Task = Search the data for the word "must" and copy every line that contains it.
------
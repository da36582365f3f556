//! Public Suffix List (PSL) checks for cookie domains.
//!
//! A cookie whose domain is a public suffix (`com`, `co.uk`, `github.io`)
//! would be shared by every site under that suffix, so such domains are
//! refused. Unknown suffixes (`localhost`, bare IP addresses, intranet names)
//! are allowed.
//!
//! Uses Mozilla's Public Suffix List via the `psl` crate.

use psl::{List, Psl};

/// Lowercase a cookie domain and drop the leading dot of a domain cookie.
pub fn normalize_domain(domain: &str) -> String {
    domain.trim().trim_start_matches('.').to_ascii_lowercase()
}

/// Returns true if `domain` is exactly a suffix listed in the PSL.
pub fn is_public_suffix(domain: &str) -> bool {
    let domain = normalize_domain(domain);
    match List.suffix(domain.as_bytes()) {
        Some(suffix) if suffix.is_known() => suffix.as_bytes() == domain.as_bytes(),
        _ => false,
    }
}

/// Get the registrable domain (eTLD+1), e.g. `example.com` for `www.example.com`.
pub fn registrable_domain(domain: &str) -> Option<String> {
    let domain = normalize_domain(domain);
    let registrable = List.domain(domain.as_bytes())?;
    std::str::from_utf8(registrable.as_bytes())
        .ok()
        .map(str::to_string)
}

/// Check whether a page on `url_host` may set a cookie for `cookie_domain`.
///
/// The host must equal the cookie domain or be one of its subdomains, and
/// the cookie domain must not be a public suffix.
pub fn is_valid_cookie_domain(cookie_domain: &str, url_host: &str) -> bool {
    let cookie_domain = normalize_domain(cookie_domain);
    let host = normalize_domain(url_host);

    if cookie_domain.is_empty() || is_public_suffix(&cookie_domain) {
        return false;
    }

    host == cookie_domain
        || host
            .strip_suffix(cookie_domain.as_str())
            .is_some_and(|prefix| prefix.ends_with('.'))
}
use thiserror::Error;

/// Errors surfaced by cookie stores and the [`CookieManager`](crate::cookies::manager::CookieManager).
///
/// Codes live in a custom range below Chromium's `net_error_list.h`, so they
/// never collide with real network error codes.
#[derive(Debug, Error, PartialEq, Eq, Clone)]
pub enum NetError {
    #[error("Invalid cookie: {reason}")]
    InvalidCookie { reason: String },
    #[error("Cookie store unavailable: {reason}")]
    StoreUnavailable { reason: String },

    #[error("Unknown error: {0}")]
    Unknown(i32),
}

impl NetError {
    pub fn invalid_cookie(reason: impl Into<String>) -> Self {
        NetError::InvalidCookie {
            reason: reason.into(),
        }
    }

    pub fn store_unavailable(reason: impl Into<String>) -> Self {
        NetError::StoreUnavailable {
            reason: reason.into(),
        }
    }

    /// True for every rejection of a malformed cookie record.
    pub fn is_invalid_cookie(&self) -> bool {
        matches!(self, NetError::InvalidCookie { .. })
    }

    pub fn as_i32(&self) -> i32 {
        match self {
            NetError::InvalidCookie { .. } => -10100,
            NetError::StoreUnavailable { .. } => -10101,
            NetError::Unknown(code) => *code,
        }
    }
}

impl From<i32> for NetError {
    fn from(code: i32) -> Self {
        match code {
            -10100 => NetError::InvalidCookie {
                reason: String::new(),
            },
            -10101 => NetError::StoreUnavailable {
                reason: String::new(),
            },
            _ => NetError::Unknown(code),
        }
    }
}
------
Solution to the exercise =
/// The host must equal the cookie domain or be one of its subdomains, and
/// the cookie domain must not be a public suffix.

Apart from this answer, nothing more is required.